I think of those who propped her up on a pillow and took her picture for a file of papers that would be sent to Beijing so she could leave with a family. And, I think of the man who shopped for a pretty little going away outfit for her when the time was right and of the woman who tied all the strings on it that morning as they got into the orphanage van to drive on the same roads you drive now to meet us for the first time.

Oh, if I could gather all those people in one place at one time, I’d show them pictures after pictures of our little girl and tell them that all they did for her everyday mattered. I’d tell them that what they do everyday for every child matters.

I know it is hard to not know where she is and what she is like and if she remembers you. I know you wonder if her family would ever welcome you in just to share a meal. I hope they would. But, I don’t know that. It can be hard for some parents and for some children to bring all the parts of their stories together. And, having a relationship with you, even from the other side of the world, might not be what is best for her and for them right now.

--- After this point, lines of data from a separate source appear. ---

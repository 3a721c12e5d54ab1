// League data model: stat rows, season metadata, franchise history,
// divisions and the player directory.

use serde::{Deserialize, Deserializer};
use std::collections::{BTreeMap, BTreeSet, HashMap};

// ---------------------------------------------------------------------------
// Sides
// ---------------------------------------------------------------------------

/// Which dataset a row (or a leaderboard) belongs to.
#[derive(Debug, Clone, Copy, PartialEq, Eq, Hash)]
pub enum Side {
    Hitting,
    Pitching,
}

impl Side {
    /// Column holding the player id in the compact stat table.
    pub fn id_column(&self) -> &'static str {
        match self {
            Side::Hitting => "Hitter ID",
            Side::Pitching => "Pitcher ID",
        }
    }

    pub fn label(&self) -> &'static str {
        match self {
            Side::Hitting => "batting",
            Side::Pitching => "pitching",
        }
    }
}

// ---------------------------------------------------------------------------
// Scope
// ---------------------------------------------------------------------------

/// Aggregation granularity of a stat row.
#[derive(Debug, Clone, PartialEq, Eq, Hash)]
pub enum Scope {
    Career,
    /// Summed across one franchise's history; `team` holds the franchise key.
    Franchise,
    /// Summed by player archetype; `player_type` holds the archetype.
    Type,
    /// A single season, e.g. `"S10"`.
    Season(String),
}

impl Scope {
    pub fn parse(raw: &str) -> Self {
        match raw {
            "Career" => Scope::Career,
            "Franchise" => Scope::Franchise,
            "Type" => Scope::Type,
            other => Scope::Season(other.to_string()),
        }
    }

    pub fn season(&self) -> Option<&str> {
        match self {
            Scope::Season(s) => Some(s),
            _ => None,
        }
    }
}

/// Numeric part of a season identifier (`"S10"` -> 10).
pub fn season_number(season: &str) -> Option<u32> {
    season.get(1..)?.parse().ok()
}

/// Sort season identifiers by their number, newest first. Identifiers without
/// a number sort last.
pub fn sort_seasons_desc(seasons: &mut [String]) {
    seasons.sort_by(|a, b| season_number(b).cmp(&season_number(a)));
}

// ---------------------------------------------------------------------------
// Stat rows
// ---------------------------------------------------------------------------

/// One aggregated record for a player over a scope.
#[derive(Debug, Clone, PartialEq)]
pub struct StatRow {
    pub player_id: i64,
    pub scope: Scope,
    /// Team abbreviation, a multi-team marker such as `"2TM"`, or a franchise
    /// key for `Franchise` rows.
    pub team: Option<String>,
    pub player_type: Option<String>,
    /// Partial-season stint of a traded player; never ranked on its own
    /// unless a team filter asks for it.
    pub is_sub_row: bool,
    pub stats: HashMap<String, f64>,
}

impl StatRow {
    /// Numeric value of a field; missing fields read as zero.
    pub fn stat(&self, key: &str) -> f64 {
        self.stats.get(key).copied().unwrap_or(0.0)
    }

    pub fn team(&self) -> &str {
        self.team.as_deref().unwrap_or("")
    }

    pub fn season(&self) -> Option<&str> {
        self.scope.season()
    }

    /// True for the season summary row of a player who appeared for several
    /// teams (`"2TM"`, `"3TM"`, ...).
    pub fn is_multi_team(&self) -> bool {
        let team = self.team();
        team.len() > 2
            && team.ends_with("TM")
            && team[..team.len() - 2].chars().all(|c| c.is_ascii_digit())
    }
}

// ---------------------------------------------------------------------------
// Season metadata
// ---------------------------------------------------------------------------

/// The in-progress season and how many of its sessions have been played.
#[derive(Debug, Clone, PartialEq, Eq)]
pub struct CurrentSeason {
    pub season: String,
    pub sessions_completed: u32,
}

#[derive(Debug, Clone, Default)]
pub struct SeasonInfo {
    /// Scheduled sessions per season identifier.
    pub sessions: HashMap<String, u32>,
    pub current: Option<CurrentSeason>,
}

impl SeasonInfo {
    /// Scheduled sessions for a season, zero when unknown.
    pub fn scheduled(&self, season: &str) -> u32 {
        self.sessions.get(season).copied().unwrap_or(0)
    }

    pub fn is_current(&self, season: &str) -> bool {
        self.current.as_ref().is_some_and(|c| c.season == season)
    }
}

// ---------------------------------------------------------------------------
// Franchise history
// ---------------------------------------------------------------------------

/// Sentinel end season meaning "still active".
pub const OPEN_ENDED_SEASON: u32 = 9999;

/// One interval of a franchise's history under a single abbreviation.
#[derive(Debug, Clone, PartialEq, Deserialize)]
pub struct TeamEra {
    pub abbr: String,
    pub name: String,
    pub start: u32,
    /// `None` while the era is still active.
    #[serde(deserialize_with = "deserialize_era_end", default)]
    pub end: Option<u32>,
    #[serde(default)]
    pub logo_light: Option<String>,
    #[serde(default)]
    pub logo_dark: Option<String>,
}

impl TeamEra {
    pub fn contains(&self, season: u32) -> bool {
        season >= self.start && self.end.map_or(true, |end| season <= end)
    }
}

/// Franchise key -> ordered eras.
pub type FranchiseHistory = BTreeMap<String, Vec<TeamEra>>;

fn deserialize_era_end<'de, D>(deserializer: D) -> Result<Option<u32>, D::Error>
where
    D: Deserializer<'de>,
{
    #[derive(Deserialize)]
    #[serde(untagged)]
    enum RawEnd {
        Number(f64),
        Text(String),
    }

    Ok(match Option::<RawEnd>::deserialize(deserializer)? {
        None => None,
        Some(RawEnd::Number(n)) if !n.is_finite() || n >= OPEN_ENDED_SEASON as f64 => None,
        Some(RawEnd::Number(n)) => Some(n as u32),
        Some(RawEnd::Text(t)) => t.trim().parse().ok().filter(|n| *n < OPEN_ENDED_SEASON),
    })
}

// ---------------------------------------------------------------------------
// Divisions
// ---------------------------------------------------------------------------

/// A season's division layout, or a reference to another season's layout.
#[derive(Debug, Clone, PartialEq, Deserialize)]
#[serde(untagged)]
pub enum DivisionLayout {
    SameAs(String),
    Divisions(BTreeMap<String, Vec<String>>),
}

pub type Divisions = BTreeMap<String, DivisionLayout>;

// ---------------------------------------------------------------------------
// Players
// ---------------------------------------------------------------------------

#[derive(Debug, Clone, PartialEq, Deserialize)]
pub struct PlayerNames {
    #[serde(rename = "currentName")]
    pub current_name: String,
    #[serde(rename = "formerNames", default)]
    pub former_names: Vec<String>,
}

pub type PlayerDirectory = HashMap<i64, PlayerNames>;

// ---------------------------------------------------------------------------
// Assembled snapshot
// ---------------------------------------------------------------------------

/// Everything loaded from the data directory. Read-only once built.
#[derive(Debug, Clone, Default)]
pub struct LeagueData {
    pub hitting: Vec<StatRow>,
    pub pitching: Vec<StatRow>,
    pub seasons: SeasonInfo,
    pub franchises: FranchiseHistory,
    pub divisions: Divisions,
    pub players: PlayerDirectory,
}

impl LeagueData {
    pub fn rows(&self, side: Side) -> &[StatRow] {
        match side {
            Side::Hitting => &self.hitting,
            Side::Pitching => &self.pitching,
        }
    }

    /// Seasons with at least one primary (non-sub) row in either dataset,
    /// oldest first.
    pub fn seasons_with_stats(&self) -> Vec<String> {
        let set: BTreeSet<&str> = self
            .hitting
            .iter()
            .chain(self.pitching.iter())
            .filter(|r| !r.is_sub_row)
            .filter_map(|r| r.season())
            .filter(|s| s.starts_with('S'))
            .collect();
        let mut seasons: Vec<String> = set.into_iter().map(String::from).collect();
        seasons.sort_by_key(|s| season_number(s));
        seasons
    }

    pub fn player_name(&self, id: i64) -> &str {
        self.players
            .get(&id)
            .map(|p| p.current_name.as_str())
            .unwrap_or("Unknown")
    }
}

// ---------------------------------------------------------------------------
// Tests
// ---------------------------------------------------------------------------
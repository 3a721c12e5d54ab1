// Configuration loading and parsing (statline.toml).

use serde::Deserialize;
use std::path::{Path, PathBuf};
use thiserror::Error;

/// File name of the configuration, both under `defaults/` and `config/`.
pub const CONFIG_FILE: &str = "statline.toml";

// ---------------------------------------------------------------------------
// Error types
// ---------------------------------------------------------------------------

#[derive(Debug, Error)]
pub enum ConfigError {
    #[error("config file not found: {path}")]
    FileNotFound { path: PathBuf },

    #[error("failed to parse config file {path}: {source}")]
    ParseError {
        path: PathBuf,
        source: toml::de::Error,
    },

    #[error("validation error for field `{field}`: {message}")]
    ValidationError { field: String, message: String },

    #[error("failed to initialize config from defaults: {message}")]
    DefaultsCopyError { message: String },
}

// ---------------------------------------------------------------------------
// statline.toml structs
// ---------------------------------------------------------------------------

#[derive(Debug, Clone, Deserialize)]
pub struct Config {
    pub data: DataConfig,
    pub leaderboard: LeaderboardConfig,
    pub qualification: QualificationConfig,
    #[serde(default)]
    pub logging: LoggingConfig,
}

#[derive(Debug, Clone, Deserialize)]
pub struct DataConfig {
    pub dir: String,
}

#[derive(Debug, Clone, Deserialize)]
pub struct LeaderboardConfig {
    pub length: usize,
}

/// Per-session qualification rates plus the fixed career minimums.
#[derive(Debug, Clone, Deserialize)]
pub struct QualificationConfig {
    pub pa_per_session: f64,
    pub outs_per_session: u32,
    pub min_attempts: u32,
    pub min_decisions: u32,
    pub career: CareerConfig,
}

#[derive(Debug, Clone, Deserialize)]
pub struct CareerConfig {
    pub min_pa: u32,
    pub min_ip: f64,
    pub min_attempts: u32,
    pub min_decisions: u32,
}

#[derive(Debug, Clone, Deserialize)]
pub struct LoggingConfig {
    pub filter: String,
}

impl Default for LoggingConfig {
    fn default() -> Self {
        LoggingConfig {
            filter: "statline_cli=info,statline_core=info,statline_baseball=info,warn".into(),
        }
    }
}

// ---------------------------------------------------------------------------
// Loading logic
// ---------------------------------------------------------------------------

/// Load and validate `config/statline.toml` relative to `base_dir`.
///
/// This does not copy defaults; `load_config()` does that first.
pub fn load_config_from(base_dir: &Path) -> Result<Config, ConfigError> {
    let path = base_dir.join("config").join(CONFIG_FILE);
    let text = read_file(&path)?;
    let config = parse_config(&text, &path)?;
    validate(&config)?;
    Ok(config)
}

/// Install `defaults/statline.toml` as `config/statline.toml` when there is
/// no copy yet. Returns the written path, or `None` when a copy exists.
/// A defaults file that does not parse is never installed.
pub fn ensure_config_file(base_dir: &Path) -> Result<Option<PathBuf>, ConfigError> {
    let target = base_dir.join("config").join(CONFIG_FILE);
    if target.exists() {
        return Ok(None);
    }

    let source = base_dir.join("defaults").join(CONFIG_FILE);
    let text = std::fs::read_to_string(&source).map_err(|e| ConfigError::DefaultsCopyError {
        message: format!(
            "no config/{CONFIG_FILE} in {} and cannot read {}: {e}",
            base_dir.display(),
            source.display()
        ),
    })?;
    parse_config(&text, &source)?;

    std::fs::create_dir_all(base_dir.join("config")).map_err(|e| ConfigError::DefaultsCopyError {
        message: format!("failed to create config directory: {e}"),
    })?;
    std::fs::write(&target, text).map_err(|e| ConfigError::DefaultsCopyError {
        message: format!("failed to write {}: {e}", target.display()),
    })?;
    Ok(Some(target))
}

/// Load config relative to the current working directory, installing the
/// defaults on first run.
pub fn load_config() -> Result<Config, ConfigError> {
    let cwd = std::env::current_dir().map_err(|_| ConfigError::FileNotFound {
        path: PathBuf::from("."),
    })?;
    ensure_config_file(&cwd)?;
    load_config_from(&cwd)
}

// ---------------------------------------------------------------------------
// Helpers
// ---------------------------------------------------------------------------

fn read_file(path: &Path) -> Result<String, ConfigError> {
    std::fs::read_to_string(path).map_err(|_| ConfigError::FileNotFound {
        path: path.to_path_buf(),
    })
}

fn parse_config(text: &str, path: &Path) -> Result<Config, ConfigError> {
    toml::from_str(text).map_err(|e| ConfigError::ParseError {
        path: path.to_path_buf(),
        source: e,
    })
}

// ---------------------------------------------------------------------------
// Validation
// ---------------------------------------------------------------------------

fn validate(config: &Config) -> Result<(), ConfigError> {
    if config.data.dir.trim().is_empty() {
        return Err(ConfigError::ValidationError {
            field: "data.dir".into(),
            message: "must not be empty".into(),
        });
    }

    if config.leaderboard.length == 0 {
        return Err(ConfigError::ValidationError {
            field: "leaderboard.length".into(),
            message: "must be greater than 0".into(),
        });
    }

    let q = &config.qualification;
    let float_fields: &[(&str, f64)] = &[
        ("qualification.pa_per_session", q.pa_per_session),
        ("qualification.career.min_ip", q.career.min_ip),
    ];
    for (name, val) in float_fields {
        if !val.is_finite() || *val <= 0.0 {
            return Err(ConfigError::ValidationError {
                field: name.to_string(),
                message: format!("must be > 0, got {val}"),
            });
        }
    }

    let count_fields: &[(&str, u32)] = &[
        ("qualification.outs_per_session", q.outs_per_session),
        ("qualification.min_attempts", q.min_attempts),
        ("qualification.min_decisions", q.min_decisions),
        ("qualification.career.min_pa", q.career.min_pa),
        ("qualification.career.min_attempts", q.career.min_attempts),
        ("qualification.career.min_decisions", q.career.min_decisions),
    ];
    for (name, val) in count_fields {
        if *val == 0 {
            return Err(ConfigError::ValidationError {
                field: name.to_string(),
                message: "must be > 0".into(),
            });
        }
    }

    Ok(())
}

// ---------------------------------------------------------------------------
// Unit tests
// ---------------------------------------------------------------------------
// Tie handling at the leaderboard cutoff and competition ranking.

/// Rows tied at the cutoff that were left off a truncated leaderboard.
#[derive(Debug, Clone, Copy, PartialEq)]
pub struct TieInfo {
    /// How many rows in the full list share the tied value.
    pub count: usize,
    pub value: f64,
}

#[derive(Debug)]
pub struct Tie<'a, T> {
    pub count: usize,
    /// Last row that would have fit under the limit.
    pub boundary: &'a T,
}

#[derive(Debug)]
pub struct Truncation<'a, T> {
    pub shown: &'a [T],
    pub tie: Option<Tie<'a, T>>,
}

/// Cut a sorted list down to `limit` rows without splitting a tie.
///
/// When the rows on both sides of the cutoff are tied, the whole tied group
/// is dropped and reported instead, so the list may come back shorter than
/// `limit`.
pub fn truncate<'a, T, F>(sorted: &'a [T], limit: usize, tied: F) -> Truncation<'a, T>
where
    F: Fn(&T, &T) -> bool,
{
    if limit == 0 {
        return Truncation {
            shown: &[],
            tie: None,
        };
    }
    if sorted.len() <= limit || !tied(&sorted[limit - 1], &sorted[limit]) {
        return Truncation {
            shown: &sorted[..limit.min(sorted.len())],
            tie: None,
        };
    }

    let boundary = &sorted[limit - 1];
    let mut first = limit - 1;
    while first > 0 && tied(&sorted[first - 1], boundary) {
        first -= 1;
    }
    let count = sorted.iter().filter(|row| tied(row, boundary)).count();

    Truncation {
        shown: &sorted[..first],
        tie: Some(Tie { count, boundary }),
    }
}

/// Standard competition ranks ("1, 1, 3") for an already sorted list.
pub fn competition_ranks<T, F>(rows: &[T], tied: F) -> Vec<usize>
where
    F: Fn(&T, &T) -> bool,
{
    let mut ranks: Vec<usize> = Vec::with_capacity(rows.len());
    for (i, row) in rows.iter().enumerate() {
        let rank = match ranks.last() {
            Some(&prev) if tied(&rows[i - 1], row) => prev,
            _ => i + 1,
        };
        ranks.push(rank);
    }
    ranks
}

// ---------------------------------------------------------------------------
// Tests
// ---------------------------------------------------------------------------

But, I want you to know that what you did for her mattered, how you loved her well for that first year of her life truly mattered. You have played a part in her becoming the young lady she is now even if she doesn’t remember you the way you remember her.

When saying goodbye to her broke your heart, you decided not to foster a child again. That makes sense to me. But, even now, you have opportunities everyday to love children who are not your own well. Press on in that and know that every smile, every head nod, every “have a good day at school,” every quiet or not so quiet drive to and from a hospital, and every goodbye is an opportunity to do something that matters.

As you show a child that he or she matters and can change the world, you are changing the world.




6 responses to “Dear Driver… (and an update)”

  1. Brett Butler says:

    You have articulated a kind of gratitude that seems almost too enormous to name. Thank you for this heartfelt glimpse into the beauty and pain on the path to adoption. And for posting this on Christmas Day.

  2. Gwen H. says:

    Kelly, this post is beautifully written, and while bittersweet, it was one that was so important to share. I wish all the foster parents and nannies could read your post, to hear one more time how important they are in the lives of these precious children. Thank you for always sharing your heart and wisdom to offer help to others.

  3. I appreciate this so, so much. We feel so much gratitude to those who cared for our children and indeed to you for the way you have helped us to know them and bridged the gap between us and them. Thank you.

  4. Bekah says:

    As one who has bounced other people’s children and been heartbroken by countless goodbyes, this means so much to me. Thank you.